In the past, if an allele - the genetic sequence that determines color - was present in a population of organisms that interbred, it could become more prevalent than any other allele. In time, this could mean that the number of moths with black pigmentation may increase. The same is true for many other characteristics--including morphology and behavior--that vary among populations of organisms.
Monitoring evolutionary changes in action is easier when a particular species has a rapid generation turnover such as bacteria. Since 1988, Richard Lenski, a biologist, has been tracking twelve populations of E.coli that descend from a single strain. Samples from each population have been taken regularly and more than 500.000 generations of E.coli have been observed to have passed.
Lenski's research has demonstrated that mutations can alter the rate of change and the rate at which a population reproduces.
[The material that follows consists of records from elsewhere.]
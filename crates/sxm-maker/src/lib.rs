//! Quoting engine for a single perpetual instrument.
//!
//! Keeps one resting bid and one resting ask near the last price and
//! re-quotes as price moves, under three position controls:
//! - hard cap: stop quoting at max position
//! - profit-taking: cut a profitable position back to half of max
//! - force-flat: periodically cancel everything and close any position
//!
//! [`Maker`] owns the [`MarketStateTracker`] and runs the fixed-order tick
//! pipeline described by [`TickStage::ORDER`].

pub mod config;
pub mod error;
pub mod maker;
pub mod pipeline;
pub mod pricing;
pub mod risk;
pub mod tracker;

pub use config::MakerConfig;
pub use error::{MakerError, MakerResult};
pub use maker::{Maker, MakerHandle};
pub use pipeline::{StageOutcome, TickStage};
pub use pricing::quote_price;
pub use risk::{ForceFlatGate, ReductionPlan, REDUCE_TARGET_RATIO, REDUCE_THRESHOLD_RATIO};
pub use tracker::{MarketStateTracker, OrderSlot, PositionSnapshot, PriceWindow, RestingOrder};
It also shows evolution takes time,
에볼루션사이트 a fact that is hard for some to accept.
Microevolution can also be seen in the fact that mosquito genes for resistance to pesticides are more prevalent in areas that have used insecticides. This is because pesticides cause an enticement that favors those with resistant genotypes.
The rapidity of evolution has led to an increasing awareness of its significance particularly in a world which is largely shaped by human activities. This includes pollution, climate change, and habitat loss that hinders many species from adapting. Understanding evolution can help us make smarter decisions regarding the future of our planet, and the lives of its inhabitants.